**ACTIVITY:**
Give the number of lines in the material below that hold "views", and nothing besides.

+++

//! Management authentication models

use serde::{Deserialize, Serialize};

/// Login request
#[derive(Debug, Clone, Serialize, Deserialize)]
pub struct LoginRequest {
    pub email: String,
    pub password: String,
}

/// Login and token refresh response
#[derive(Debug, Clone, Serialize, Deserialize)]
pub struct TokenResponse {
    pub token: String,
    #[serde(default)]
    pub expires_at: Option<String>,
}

+++

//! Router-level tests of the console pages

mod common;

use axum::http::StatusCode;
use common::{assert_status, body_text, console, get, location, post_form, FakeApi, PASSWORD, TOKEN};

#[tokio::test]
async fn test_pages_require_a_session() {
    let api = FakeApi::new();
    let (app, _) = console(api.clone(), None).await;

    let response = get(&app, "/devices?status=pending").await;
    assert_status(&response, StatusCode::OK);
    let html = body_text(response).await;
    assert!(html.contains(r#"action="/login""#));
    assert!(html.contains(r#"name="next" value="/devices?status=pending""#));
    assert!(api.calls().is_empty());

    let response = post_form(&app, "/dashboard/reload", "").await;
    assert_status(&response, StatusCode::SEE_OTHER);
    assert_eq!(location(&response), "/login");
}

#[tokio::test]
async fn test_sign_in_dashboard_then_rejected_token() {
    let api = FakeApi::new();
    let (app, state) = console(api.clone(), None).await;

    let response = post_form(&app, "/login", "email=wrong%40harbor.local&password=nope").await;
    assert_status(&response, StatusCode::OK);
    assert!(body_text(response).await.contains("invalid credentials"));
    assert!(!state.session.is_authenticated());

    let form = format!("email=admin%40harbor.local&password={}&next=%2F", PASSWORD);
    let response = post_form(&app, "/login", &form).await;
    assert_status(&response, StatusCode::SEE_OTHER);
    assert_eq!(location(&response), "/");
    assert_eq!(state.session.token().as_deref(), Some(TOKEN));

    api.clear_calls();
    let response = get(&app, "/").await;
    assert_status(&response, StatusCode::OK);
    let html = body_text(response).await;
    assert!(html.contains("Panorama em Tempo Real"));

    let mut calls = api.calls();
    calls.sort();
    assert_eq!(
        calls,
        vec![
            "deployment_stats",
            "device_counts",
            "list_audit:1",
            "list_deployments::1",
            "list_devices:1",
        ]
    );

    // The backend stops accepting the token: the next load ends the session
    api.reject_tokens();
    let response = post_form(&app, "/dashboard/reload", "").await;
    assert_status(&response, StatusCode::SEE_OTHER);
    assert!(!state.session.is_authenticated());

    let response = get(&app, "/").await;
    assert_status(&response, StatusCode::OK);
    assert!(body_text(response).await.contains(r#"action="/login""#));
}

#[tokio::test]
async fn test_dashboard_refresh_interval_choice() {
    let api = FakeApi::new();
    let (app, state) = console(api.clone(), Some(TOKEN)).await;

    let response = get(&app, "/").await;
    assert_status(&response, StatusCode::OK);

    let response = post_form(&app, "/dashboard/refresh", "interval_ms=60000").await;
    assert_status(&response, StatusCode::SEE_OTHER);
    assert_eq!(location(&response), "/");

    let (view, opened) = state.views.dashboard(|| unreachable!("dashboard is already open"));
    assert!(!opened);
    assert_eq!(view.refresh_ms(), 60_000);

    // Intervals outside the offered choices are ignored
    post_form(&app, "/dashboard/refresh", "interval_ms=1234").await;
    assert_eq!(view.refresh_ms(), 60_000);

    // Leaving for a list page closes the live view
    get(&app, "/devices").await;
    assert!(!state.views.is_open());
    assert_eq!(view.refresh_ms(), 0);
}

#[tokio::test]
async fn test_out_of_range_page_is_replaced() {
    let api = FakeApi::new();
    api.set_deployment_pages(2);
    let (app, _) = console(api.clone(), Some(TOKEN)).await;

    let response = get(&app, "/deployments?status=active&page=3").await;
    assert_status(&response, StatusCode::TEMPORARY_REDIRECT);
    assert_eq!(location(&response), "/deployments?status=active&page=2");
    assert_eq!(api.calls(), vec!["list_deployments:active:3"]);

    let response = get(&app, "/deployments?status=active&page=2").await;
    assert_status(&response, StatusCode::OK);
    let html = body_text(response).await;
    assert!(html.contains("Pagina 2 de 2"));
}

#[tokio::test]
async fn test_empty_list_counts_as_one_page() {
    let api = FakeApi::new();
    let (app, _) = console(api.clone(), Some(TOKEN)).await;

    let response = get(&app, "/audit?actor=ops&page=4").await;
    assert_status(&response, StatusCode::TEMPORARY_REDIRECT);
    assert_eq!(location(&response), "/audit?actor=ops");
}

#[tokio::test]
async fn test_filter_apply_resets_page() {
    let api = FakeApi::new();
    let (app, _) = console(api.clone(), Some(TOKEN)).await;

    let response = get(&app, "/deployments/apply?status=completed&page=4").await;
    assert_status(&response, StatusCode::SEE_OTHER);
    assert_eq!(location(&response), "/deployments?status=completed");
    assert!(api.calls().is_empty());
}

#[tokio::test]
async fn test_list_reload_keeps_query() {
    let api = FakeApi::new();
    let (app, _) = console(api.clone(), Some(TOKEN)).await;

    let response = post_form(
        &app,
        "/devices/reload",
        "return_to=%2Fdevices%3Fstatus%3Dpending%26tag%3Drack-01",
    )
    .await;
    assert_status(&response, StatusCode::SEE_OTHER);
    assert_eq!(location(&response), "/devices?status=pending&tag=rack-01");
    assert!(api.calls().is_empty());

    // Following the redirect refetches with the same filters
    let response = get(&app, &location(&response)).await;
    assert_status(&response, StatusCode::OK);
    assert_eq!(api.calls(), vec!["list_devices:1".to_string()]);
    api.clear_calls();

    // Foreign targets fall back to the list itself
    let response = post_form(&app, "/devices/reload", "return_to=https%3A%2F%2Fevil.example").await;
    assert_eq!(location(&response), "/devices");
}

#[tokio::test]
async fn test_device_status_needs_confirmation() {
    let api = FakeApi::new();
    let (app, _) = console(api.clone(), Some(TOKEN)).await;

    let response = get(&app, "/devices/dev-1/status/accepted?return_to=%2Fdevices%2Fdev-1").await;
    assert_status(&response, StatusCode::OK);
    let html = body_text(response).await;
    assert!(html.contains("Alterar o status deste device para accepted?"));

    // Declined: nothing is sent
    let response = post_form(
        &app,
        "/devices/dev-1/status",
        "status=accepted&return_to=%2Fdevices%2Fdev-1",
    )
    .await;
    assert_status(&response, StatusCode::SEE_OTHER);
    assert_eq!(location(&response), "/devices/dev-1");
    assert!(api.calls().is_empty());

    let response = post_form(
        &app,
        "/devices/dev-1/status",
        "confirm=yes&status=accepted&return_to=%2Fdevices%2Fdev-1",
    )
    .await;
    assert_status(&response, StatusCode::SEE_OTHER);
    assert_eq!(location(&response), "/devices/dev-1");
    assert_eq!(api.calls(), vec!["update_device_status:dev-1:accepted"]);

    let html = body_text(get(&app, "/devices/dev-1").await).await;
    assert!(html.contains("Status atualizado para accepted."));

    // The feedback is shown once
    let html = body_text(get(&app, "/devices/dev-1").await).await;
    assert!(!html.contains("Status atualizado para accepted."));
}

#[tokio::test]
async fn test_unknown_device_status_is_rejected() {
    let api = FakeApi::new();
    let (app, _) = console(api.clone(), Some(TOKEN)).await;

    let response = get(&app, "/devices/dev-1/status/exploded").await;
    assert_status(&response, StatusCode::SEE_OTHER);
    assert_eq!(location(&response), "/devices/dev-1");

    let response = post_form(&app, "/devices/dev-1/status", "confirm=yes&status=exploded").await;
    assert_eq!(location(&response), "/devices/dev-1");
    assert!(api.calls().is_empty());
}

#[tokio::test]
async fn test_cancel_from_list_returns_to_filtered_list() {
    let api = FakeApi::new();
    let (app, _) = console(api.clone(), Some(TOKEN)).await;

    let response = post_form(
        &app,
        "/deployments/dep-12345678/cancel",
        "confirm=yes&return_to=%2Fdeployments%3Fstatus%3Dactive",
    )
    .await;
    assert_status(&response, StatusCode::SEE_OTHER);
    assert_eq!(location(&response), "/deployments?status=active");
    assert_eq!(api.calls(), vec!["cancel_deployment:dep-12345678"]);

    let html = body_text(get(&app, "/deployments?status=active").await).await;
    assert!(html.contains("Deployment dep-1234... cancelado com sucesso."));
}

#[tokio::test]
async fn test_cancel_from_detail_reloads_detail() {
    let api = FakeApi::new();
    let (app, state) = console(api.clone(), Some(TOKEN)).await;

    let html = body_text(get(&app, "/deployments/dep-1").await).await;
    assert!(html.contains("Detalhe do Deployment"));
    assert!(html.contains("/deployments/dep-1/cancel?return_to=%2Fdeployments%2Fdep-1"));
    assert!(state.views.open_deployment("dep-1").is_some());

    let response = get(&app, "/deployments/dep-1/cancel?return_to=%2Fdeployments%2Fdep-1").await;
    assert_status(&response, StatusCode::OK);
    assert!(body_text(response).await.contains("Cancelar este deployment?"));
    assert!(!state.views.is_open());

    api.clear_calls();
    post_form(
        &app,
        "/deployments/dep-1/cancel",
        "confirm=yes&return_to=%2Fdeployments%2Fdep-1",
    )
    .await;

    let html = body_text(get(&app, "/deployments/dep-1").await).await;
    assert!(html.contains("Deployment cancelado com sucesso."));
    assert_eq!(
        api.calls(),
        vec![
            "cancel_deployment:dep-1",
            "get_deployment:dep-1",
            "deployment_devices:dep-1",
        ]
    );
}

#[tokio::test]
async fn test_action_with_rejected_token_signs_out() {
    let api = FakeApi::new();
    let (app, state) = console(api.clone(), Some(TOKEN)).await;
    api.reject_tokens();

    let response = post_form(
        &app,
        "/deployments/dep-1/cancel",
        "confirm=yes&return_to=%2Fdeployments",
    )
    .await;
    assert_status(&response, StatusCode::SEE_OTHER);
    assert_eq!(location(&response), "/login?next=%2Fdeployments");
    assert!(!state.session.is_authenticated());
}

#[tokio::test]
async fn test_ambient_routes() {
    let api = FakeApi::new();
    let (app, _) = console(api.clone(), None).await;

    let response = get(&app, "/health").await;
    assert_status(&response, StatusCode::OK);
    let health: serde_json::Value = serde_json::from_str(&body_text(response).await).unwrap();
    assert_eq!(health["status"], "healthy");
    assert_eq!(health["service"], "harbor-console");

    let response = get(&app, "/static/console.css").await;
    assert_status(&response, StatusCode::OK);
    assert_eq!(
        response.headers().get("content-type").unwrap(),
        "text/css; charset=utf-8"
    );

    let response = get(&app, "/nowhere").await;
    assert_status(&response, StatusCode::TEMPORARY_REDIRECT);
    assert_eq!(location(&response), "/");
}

+++

**RESPONSE:**
4